Among the entries below, find each line holding "models" and return it.

- Opening Delimiter -

// ABOUTME: Meal template models keyed by meal slot, diet, intake type and calorie tier
// ABOUTME: MealSlot defines the six fixed daily slots shared by the energy engine and templates
//
// SPDX-License-Identifier: MIT OR Apache-2.0
// Copyright (c) 2025 ELSA Coaching

use serde::{Deserialize, Serialize};

use super::food::FoodSupergroup;
use super::profile::Diet;

/// The six fixed daily meal slots, in serving order
#[derive(Debug, Clone, Copy, Serialize, Deserialize, PartialEq, Eq, Hash, PartialOrd, Ord)]
#[serde(rename_all = "SCREAMING_SNAKE_CASE")]
pub enum MealSlot {
    /// Breakfast
    Breakfast,
    /// Mid-morning snack
    #[serde(rename = "SNACK_1")]
    Snack1,
    /// Lunch
    Lunch,
    /// Afternoon snack
    #[serde(rename = "SNACK_2")]
    Snack2,
    /// Dinner
    Dinner,
    /// Night snack
    NightSnack,
}

impl MealSlot {
    /// All slots in serving order
    pub const ALL: [Self; 6] = [
        Self::Breakfast,
        Self::Snack1,
        Self::Lunch,
        Self::Snack2,
        Self::Dinner,
        Self::NightSnack,
    ];
}

/// Calorie balance a template is designed for
#[derive(Debug, Clone, Copy, Default, Serialize, Deserialize, PartialEq, Eq, Hash)]
#[serde(rename_all = "SCREAMING_SNAKE_CASE")]
pub enum CalorieIntakeType {
    /// Below maintenance
    Hypocaloric,
    /// Maintenance
    #[default]
    Normocaloric,
    /// Above maintenance
    Hypercaloric,
}

/// Target servings of one food supergroup within a meal
#[derive(Debug, Clone, Copy, Serialize, Deserialize, PartialEq)]
pub struct FoodGroupIntake {
    /// Food supergroup
    pub supergroup: FoodSupergroup,
    /// Servings
    pub intake: f64,
}

/// Tiered meal-plan template
#[derive(Debug, Clone, Serialize, Deserialize, PartialEq)]
pub struct MealTemplate {
    /// Meal slot
    pub meal_slot: MealSlot,
    /// Diet family
    pub diet: Diet,
    /// Calorie balance
    #[serde(default)]
    pub calorie_intake_type: CalorieIntakeType,
    /// Upper kcal bound of the tier this template belongs to
    pub calorie_tier: u32,
    /// Food-group intake targets
    pub food_group_intakes: Vec<FoodGroupIntake>,
}
// ABOUTME: Meal bill summing the calories of the foods a client picked for each meal slot
// ABOUTME: Repeated picks count once and unknown food ids are skipped with a warning
//
// SPDX-License-Identifier: MIT OR Apache-2.0
// Copyright (c) 2025 ELSA Coaching

use std::collections::HashSet;

use elsa_core::models::MealSlot;
use serde::{Deserialize, Serialize};
use tracing::warn;
use uuid::Uuid;

use crate::catalog::FoodCatalog;

/// Foods picked for one meal slot
#[derive(Debug, Clone, Serialize, Deserialize, PartialEq, Eq)]
pub struct MealSelection {
    /// Meal slot
    pub slot: MealSlot,
    /// Picked food ids
    pub food_ids: Vec<Uuid>,
}

/// One billed food
#[derive(Debug, Clone, Serialize, Deserialize, PartialEq)]
pub struct BilledFood {
    /// Food id
    pub id: Uuid,
    /// Food name
    pub name: String,
    /// Calories (kcal)
    pub calories: f64,
}

/// Bill for one meal slot
#[derive(Debug, Clone, Serialize, Deserialize, PartialEq)]
pub struct MealBillLine {
    /// Meal slot
    pub slot: MealSlot,
    /// Billed foods in pick order
    pub foods: Vec<BilledFood>,
    /// Sum of calories (kcal)
    pub calories: f64,
}

/// Calorie bill of a day's picks
#[derive(Debug, Clone, Default, Serialize, Deserialize, PartialEq)]
pub struct MealBill {
    /// One line per slot with at least one known food, in first-pick order
    pub meals: Vec<MealBillLine>,
    /// Sum over every line (kcal)
    pub total_calories: f64,
    /// Picked ids missing from the catalog
    #[serde(default, skip_serializing_if = "Vec::is_empty")]
    pub unknown_food_ids: Vec<Uuid>,
}

/// Bill the calories of `selections`
///
/// Each selection counts a food once however often it was picked. Selections
/// for the same slot add up into one line.
#[must_use]
pub fn meal_bill(selections: &[MealSelection], foods: &dyn FoodCatalog) -> MealBill {
    let mut bill = MealBill::default();
    for selection in selections {
        let mut seen = HashSet::new();
        let mut billed = Vec::new();
        for id in selection.food_ids.iter().filter(|id| seen.insert(**id)) {
            match foods.food(*id) {
                Some(food) => billed.push(BilledFood {
                    id: food.id,
                    name: food.name.clone(),
                    calories: food.calories,
                }),
                None => {
                    warn!(
                        food_id = %id,
                        slot = ?selection.slot,
                        "Skipping unknown food in meal bill"
                    );
                    bill.unknown_food_ids.push(*id);
                }
            }
        }
        if billed.is_empty() {
            continue;
        }

        let calories: f64 = billed.iter().map(|food| food.calories).sum();
        bill.total_calories += calories;
        if let Some(line) = bill.meals.iter_mut().find(|line| line.slot == selection.slot) {
            line.foods.extend(billed);
            line.calories += calories;
        } else {
            bill.meals.push(MealBillLine {
                slot: selection.slot,
                foods: billed,
                calories,
            });
        }
    }
    bill
}

#[cfg(test)]
mod tests {
    use super::*;
    use crate::catalog::InMemoryCatalog;
    use elsa_core::models::{Food, FoodGroup, FoodSupergroup};

    fn food(name: &str, calories: f64) -> Food {
        Food {
            id: Uuid::new_v4(),
            name: name.to_owned(),
            supergroup: FoodSupergroup::FruitsAndVegetables,
            group: FoodGroup::Fruits,
            calories,
            proteins_g: 0.5,
            fats_g: 0.2,
            carbohydrates_g: 20.0,
            home_measure: Some("1 unit".to_owned()),
        }
    }

    #[test]
    fn test_bill_sums_per_slot_and_total() {
        let apple = food("Apple", 52.0);
        let banana = food("Banana", 89.0);
        let catalog = InMemoryCatalog::new()
            .with_food(apple.clone())
            .with_food(banana.clone());
        let bill = meal_bill(
            &[
                MealSelection {
                    slot: MealSlot::Breakfast,
                    food_ids: vec![apple.id, banana.id],
                },
                MealSelection {
                    slot: MealSlot::Snack1,
                    food_ids: Vec::new(),
                },
                MealSelection {
                    slot: MealSlot::Dinner,
                    food_ids: vec![apple.id],
                },
            ],
            &catalog,
        );
        assert_eq!(bill.meals.len(), 2);
        assert!((bill.meals[0].calories - 141.0).abs() < f64::EPSILON);
        assert!((bill.total_calories - 193.0).abs() < f64::EPSILON);
        assert!(bill.unknown_food_ids.is_empty());
    }

    #[test]
    fn test_repeated_pick_counts_once() {
        let apple = food("Apple", 52.0);
        let catalog = InMemoryCatalog::new().with_food(apple.clone());
        let bill = meal_bill(
            &[MealSelection {
                slot: MealSlot::Snack2,
                food_ids: vec![apple.id, apple.id, apple.id],
            }],
            &catalog,
        );
        assert_eq!(bill.meals[0].foods.len(), 1);
        assert!((bill.total_calories - 52.0).abs() < f64::EPSILON);
    }

    #[test]
    fn test_same_slot_selections_merge() {
        let apple = food("Apple", 52.0);
        let banana = food("Banana", 89.0);
        let catalog = InMemoryCatalog::new()
            .with_food(apple.clone())
            .with_food(banana.clone());
        let bill = meal_bill(
            &[
                MealSelection {
                    slot: MealSlot::Lunch,
                    food_ids: vec![apple.id],
                },
                MealSelection {
                    slot: MealSlot::Lunch,
                    food_ids: vec![apple.id, banana.id],
                },
            ],
            &catalog,
        );
        assert_eq!(bill.meals.len(), 1);
        assert!((bill.meals[0].calories - 193.0).abs() < f64::EPSILON);
    }

    #[test]
    fn test_unknown_food_is_skipped() {
        let apple = food("Apple", 52.0);
        let catalog = InMemoryCatalog::new().with_food(apple.clone());
        let missing = Uuid::new_v4();
        let bill = meal_bill(
            &[
                MealSelection {
                    slot: MealSlot::Lunch,
                    food_ids: vec![apple.id, missing],
                },
                MealSelection {
                    slot: MealSlot::Dinner,
                    food_ids: vec![missing],
                },
            ],
            &catalog,
        );
        assert_eq!(bill.meals.len(), 1);
        assert!((bill.total_calories - 52.0).abs() < f64::EPSILON);
        assert_eq!(bill.unknown_food_ids, vec![missing, missing]);
    }
}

- Closing Delimiter -

→ **Answer area**:
// ABOUTME: Meal template models keyed by meal slot, diet, intake type and calorie tier
use elsa_core::models::MealSlot;
    use elsa_core::models::{Food, FoodGroup, FoodSupergroup};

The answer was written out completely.